Even with the stress at the airport I must say the only bad part of the day is that I’m wearing sweatpants and sweatshirts in a country full of people that look like they belong on the cover of a fashion magazine. There are children in diapers that look more put together than I do.
Alas.
We used to say that it wasn’t a Jennings family road trip unless the van broke down. It’s starting to seem to me now, that it isn’t an international flight unless they loose your luggage.
I’m traveling with four friends who will all be studying in Sevilla with me this semester. We all took the same red eye flight from Detroit to Frankfurt, Germany. Lyndsay and I were lucky enough to be able to sit together for both flights. We were in the last row of the plane sitting next to an incredibly large Spainard, whom we kindly referred to as Pablo. The flight was uneventful save for the fact that the world’s fattest baby was sitting ten rows up from us. The baby girl (although I must admit Lyndsay and I are still debating the gender of the child — I hold firm to the fact it’s a girl) and her mother made frequent trips to the rest room, which was directly behind us, so that provided entertainment when our movies and iPods did not.
Our layover was more reminiscent of my high school days as I hurriedly carried my backpack, lunchbox and vase for my host family (the only thing I actually took out of my carry on turned checked bag). Gayle would not be traveling with us for the second flight, she had a slightly longer layover in Germany and so we had agreed to meet in baggage claim when she finally arrived in Madrid. We jumped on the flight and slept the entire way.
This is when it got crazy. We got to baggage claim and collected three luggage carts for our combined nine bags. Bag after bag passed by, none of which even slightly resembled mine. The carousel stopped after most people had happily left with their successful luggage experience. The only thing that was left were the four pathetic looking American girls.
So we reported our missing bags. They told us they had no information as to where they were or are. Fantastic. So we wait for Gayle. No flights come. We check the map. Madrid has five terminals — Gayle is in another one. We run to her terminal. Her flight is delayed six hours. We slowly walk back to talk to our luggage claim people. They have found our bags. Great. They just won’t be coming to Madrid until midnight. It is 5pm. Awesome. So we made our way to our cute hostel in downtown Madrid run by two young friends. It’s quite the experience. The walls are painted a brick red color and there are risqué chalk drawn murals everywhere. It’s a funky place.

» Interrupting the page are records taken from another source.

fn load_kind<T: DeserializeOwned>(path: &Path) -> Result<Vec<T>, StoreError> {
    let text = match fs::read_to_string(path) {
        Ok(text) => text,
        Err(e) if e.kind() == std::io::ErrorKind::NotFound => return Ok(Vec::new()),
        Err(e) => {
            return Err(StoreError::Io {
                path: path.to_path_buf(),
                source: e,
            })
        }
    };
    let doc: Document<T> = serde_json::from_str(&text).map_err(|e| StoreError::Parse {
        path: path.to_path_buf(),
        source: e,
    })?;
    if doc.schema_version > SCHEMA_VERSION {
        return Err(StoreError::UnsupportedSchema {
            path: path.to_path_buf(),
            found: doc.schema_version,
            latest: SCHEMA_VERSION,
        });
    }
    Ok(doc.entries)
}

/// Serialize then write-to-temp-and-rename, so either the new document
/// lands in full or the old one is still there.
fn save_kind<T: Serialize + Clone>(path: &Path, entries: &[T]) -> Result<(), StoreError> {
    let io_err = |source| StoreError::Io {
        path: path.to_path_buf(),
        source,
    };
    if let Some(parent) = path.parent() {
        fs::create_dir_all(parent).map_err(io_err)?;
    }
    let doc = Document {
        schema_version: SCHEMA_VERSION,
        entries: entries.to_vec(),
    };
    let json = serde_json::to_string_pretty(&doc).map_err(|e| StoreError::Parse {
        path: path.to_path_buf(),
        source: e,
    })?;
    let tmp = path.with_extension("json.tmp");
    fs::write(&tmp, json).map_err(io_err)?;
    fs::rename(&tmp, path).map_err(io_err)?;
    debug!(path = %path.display(), entries = entries.len(), "wrote document");
    Ok(())
}

#[cfg(test)]
mod tests {
    use super::*;
    use rust_decimal::Decimal;
    use std::collections::BTreeSet;
    use tempfile::tempdir;

    fn ingredient(name: &str, cents: i64) -> Ingredient {
        Ingredient {
            name: IngredientName(name.to_string()),
            unit_price: Decimal::new(cents, 2),
        }
    }

    fn effect(name: &str) -> Effect {
        Effect {
            name: EffectName(name.to_string()),
            description: String::new(),
            color: "#00FF00".to_string(),
        }
    }

    fn drug(name: &str, rows: &[(&str, u32)], effects: &[&str]) -> Drug {
        Drug {
            name: name.to_string(),
            kind: recipe_core::DrugKind::Meth,
            ingredients: rows
                .iter()
                .map(|(n, q)| recipe_core::IngredientUse {
                    ingredient: IngredientName(n.to_string()),
                    quantity: *q,
                })
                .collect(),
            effects: effects
                .iter()
                .map(|e| EffectName(e.to_string()))
                .collect::<BTreeSet<_>>(),
            sell_price: Some(Decimal::new(1500, 2)),
            notes: String::new(),
            favorite: false,
        }
    }

    fn seeded_store(dir: &Path) -> RecipeStore {
        let mut store = RecipeStore::open(dir).unwrap();
        store.upsert_ingredient(ingredient("Baking Soda", 200)).unwrap();
        store.upsert_effect(effect("Energizing")).unwrap();
        store
            .upsert_drug(drug("Test Batch", &[("Baking Soda", 3)], &["Energizing"]))
            .unwrap();
        store
    }

    #[test]
    fn missing_files_mean_empty_collections() {
        let tmp = tempdir().unwrap();
        let store = RecipeStore::open(tmp.path()).unwrap();
        assert!(store.ingredients().is_empty());
        assert!(store.effects().is_empty());
        assert!(store.drugs().is_empty());
    }

    #[test]
    fn save_then_load_round_trips_every_kind() {
        let tmp = tempdir().unwrap();
        let store = seeded_store(tmp.path());
        store.save_all().unwrap();

        let back = RecipeStore::open(tmp.path()).unwrap();
        assert_eq!(back.ledger(), store.ledger());
    }

    #[test]
    fn upsert_replaces_on_matching_key() {
        let tmp = tempdir().unwrap();
        let mut store = seeded_store(tmp.path());
        store.upsert_ingredient(ingredient("Baking Soda", 350)).unwrap();
        assert_eq!(store.ingredients().len(), 1);
        assert_eq!(
            store
                .get_ingredient(&IngredientName("Baking Soda".to_string()))
                .unwrap()
                .unit_price,
            Decimal::new(350, 2)
        );
    }

    #[test]
    fn upsert_drug_rejects_dangling_references() {
        let tmp = tempdir().unwrap();
        let mut store = seeded_store(tmp.path());
        let err = store
            .upsert_drug(drug("Broken", &[("Ghost Pepper", 1)], &[]))
            .unwrap_err();
        assert!(matches!(
            err,
            StoreError::Invalid(ValidationError::UnknownIngredient { .. })
        ));
        // rejected entity never entered the collection
        assert!(store.get_drug("Broken").is_none());
    }

    #[test]
    fn referenced_delete_is_blocked_with_dependents_listed() {
        let tmp = tempdir().unwrap();
        let mut store = seeded_store(tmp.path());
        store
            .upsert_drug(drug("Second Batch", &[("Baking Soda", 1)], &[]))
            .unwrap();

        let err = store
            .delete_ingredient(&IngredientName("Baking Soda".to_string()))
            .unwrap_err();
        match err {
            StoreError::Referenced { dependents, .. } => {
                assert_eq!(dependents, vec!["Test Batch", "Second Batch"]);
            }
            other => panic!("expected Referenced, got {other:?}"),
        }

        let err = store
            .delete_effect(&EffectName("Energizing".to_string()))
            .unwrap_err();
        assert!(matches!(err, StoreError::Referenced { .. }));

        // after the dependents are gone the delete goes through
        store.delete_drug("Test Batch").unwrap();
        store.delete_drug("Second Batch").unwrap();
        store
            .delete_ingredient(&IngredientName("Baking Soda".to_string()))
            .unwrap();
    }

    #[test]
    fn delete_of_unknown_key_is_not_found() {
        let tmp = tempdir().unwrap();
        let mut store = RecipeStore::open(tmp.path()).unwrap();
        assert!(matches!(
            store.delete_drug("Nope"),
            Err(StoreError::NotFound { .. })
        ));
    }

    #[test]
    fn malformed_file_is_an_error_not_a_reset() {
        let tmp = tempdir().unwrap();
        fs::write(tmp.path().join("drugs.json"), "{ not json").unwrap();
        assert!(matches!(
            RecipeStore::open(tmp.path()),
            Err(StoreError::Parse { .. })
        ));
    }

    #[test]
    fn domain_invalid_file_is_rejected_at_open() {
        // well-formed JSON, invalid domain: negative price
        let tmp = tempdir().unwrap();
        fs::write(
            tmp.path().join("ingredients.json"),
            r#"{"schema_version": 1, "entries": [{"name": "Salt", "unit_price": "-1.00"}]}"#,
        )
        .unwrap();
        assert!(matches!(
            RecipeStore::open(tmp.path()),
            Err(StoreError::Invalid(ValidationError::NegativeMoney))
        ));

        // a drug referencing an ingredient that is not on disk
        let tmp = tempdir().unwrap();
        fs::write(
            tmp.path().join("drugs.json"),
            r#"{"schema_version": 1, "entries": [{"name": "Orphan", "kind": "Weed",
                "ingredients": [{"ingredient": "Gone", "quantity": 1}]}]}"#,
        )
        .unwrap();
        assert!(matches!(
            RecipeStore::open(tmp.path()),
            Err(StoreError::Invalid(ValidationError::UnknownIngredient { .. }))
        ));
    }

    #[test]
    fn newer_schema_version_is_refused() {
        let tmp = tempdir().unwrap();
        fs::write(
            tmp.path().join("effects.json"),
            r#"{"schema_version": 99, "entries": []}"#,
        )
        .unwrap();
        assert!(matches!(
            RecipeStore::open(tmp.path()),
            Err(StoreError::UnsupportedSchema { found: 99, .. })
        ));
    }

    #[test]
    fn legacy_effect_entries_load_with_defaults() {
        let tmp = tempdir().unwrap();
        fs::write(
            tmp.path().join("effects.json"),
            r#"{"schema_version": 1, "entries": [{"name": "Calming"}]}"#,
        )
        .unwrap();
        let store = RecipeStore::open(tmp.path()).unwrap();
        assert_eq!(store.effects()[0].color, "#FFFFFF");
    }

    #[test]
    fn save_replaces_file_and_leaves_no_temp_behind() {
        let tmp = tempdir().unwrap();
        let mut store = seeded_store(tmp.path());
        store.save_all().unwrap();
        store.upsert_ingredient(ingredient("Salt", 50)).unwrap();
        store.save_ingredients().unwrap();

        assert!(!tmp.path().join("ingredients.json.tmp").exists());
        let back = RecipeStore::open(tmp.path()).unwrap();
        assert_eq!(back.ingredients().len(), 2);
    }

    #[test]
    fn save_all_refuses_a_ledger_with_dangling_refs() {
        let tmp = tempdir().unwrap();
        let mut store = seeded_store(tmp.path());
        store.save_all().unwrap();
        // force an inconsistent ledger the way a bug would: drop the
        // ingredient list behind the drugs' back
        store.ledger.ingredients.clear();
        assert!(matches!(store.save_all(), Err(StoreError::Invalid(_))));
        // prior file still intact
        let back = RecipeStore::open(tmp.path()).unwrap();
        assert_eq!(back.ingredients().len(), 1);
    }
}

So now, I write this from a kitchen amidst student from Germany, Korea, Spain, China and England. Languages are flying back and forth like games of ping pong and I’m trying to pick up the Spanish where I can.

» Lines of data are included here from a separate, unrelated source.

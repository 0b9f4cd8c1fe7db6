use crate::{
    mesh::model::Mesh,
    rig::{
        deform::DeformedMesh,
        pin::{PinKind, PinState},
    },
};

/// Back-to-front triangle order plus the simulated depth of every triangle.
#[derive(Clone, Debug, PartialEq)]
pub struct DrawOrder {
    order: Vec<usize>,
    depths: Vec<f64>,
}

impl DrawOrder {
    /// Triangulation order with all depths zero.
    pub fn identity(triangle_count: usize) -> Self {
        Self {
            order: (0..triangle_count).collect(),
            depths: vec![0.0; triangle_count],
        }
    }

    /// Triangle indices, first drawn first.
    pub fn order(&self) -> &[usize] {
        &self.order
    }

    /// Depth per triangle index (not per draw position).
    pub fn depths(&self) -> &[f64] {
        &self.depths
    }
}

/// Order triangles by the `in_front` of nearby overlap pins, measured at deformed centroids.
///
/// Without overlap pins the triangulation order is kept. The sort is stable, so triangles of
/// equal depth keep their relative order.
pub fn sort_triangles(mesh: &Mesh, deformed: &DeformedMesh, pins: &[PinState]) -> DrawOrder {
    let overlap: Vec<&PinState> = pins
        .iter()
        .filter(|p| p.kind == PinKind::Overlap && p.radius.is_finite() && p.radius > 0.0)
        .collect();
    if overlap.is_empty() {
        return DrawOrder::identity(mesh.triangle_count());
    }

    let depths: Vec<f64> = (0..mesh.triangle_count())
        .map(|t| {
            let c = deformed.triangle_centroid(mesh, t);
            let (mut acc, mut total) = (0.0, 0.0);
            for pin in &overlap {
                let dist = (c - pin.current.position).hypot();
                if dist < pin.radius {
                    let w = 1.0 - dist / pin.radius;
                    acc += pin.current.in_front * w;
                    total += w;
                }
            }
            if total > 0.0 { acc / total } else { 0.0 }
        })
        .collect();

    let mut order: Vec<usize> = (0..depths.len()).collect();
    order.sort_by(|&a, &b| depths[a].total_cmp(&depths[b]));
    DrawOrder { order, depths }
}

#[cfg(test)]
#[path = "../../tests/unit/render/depth.rs"]
mod tests;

Even with the stress at the airport I must say the only bad part of the day is that I’m wearing sweatpants and sweatshirts in a country full of people that look like they belong on the cover of a fashion magazine. There are children in diapers that look more put together than I do.
Alas.
We used to say that it wasn’t a Jennings family road trip unless the van broke down. It’s starting to seem to me now, that it isn’t an international flight unless they loose your luggage.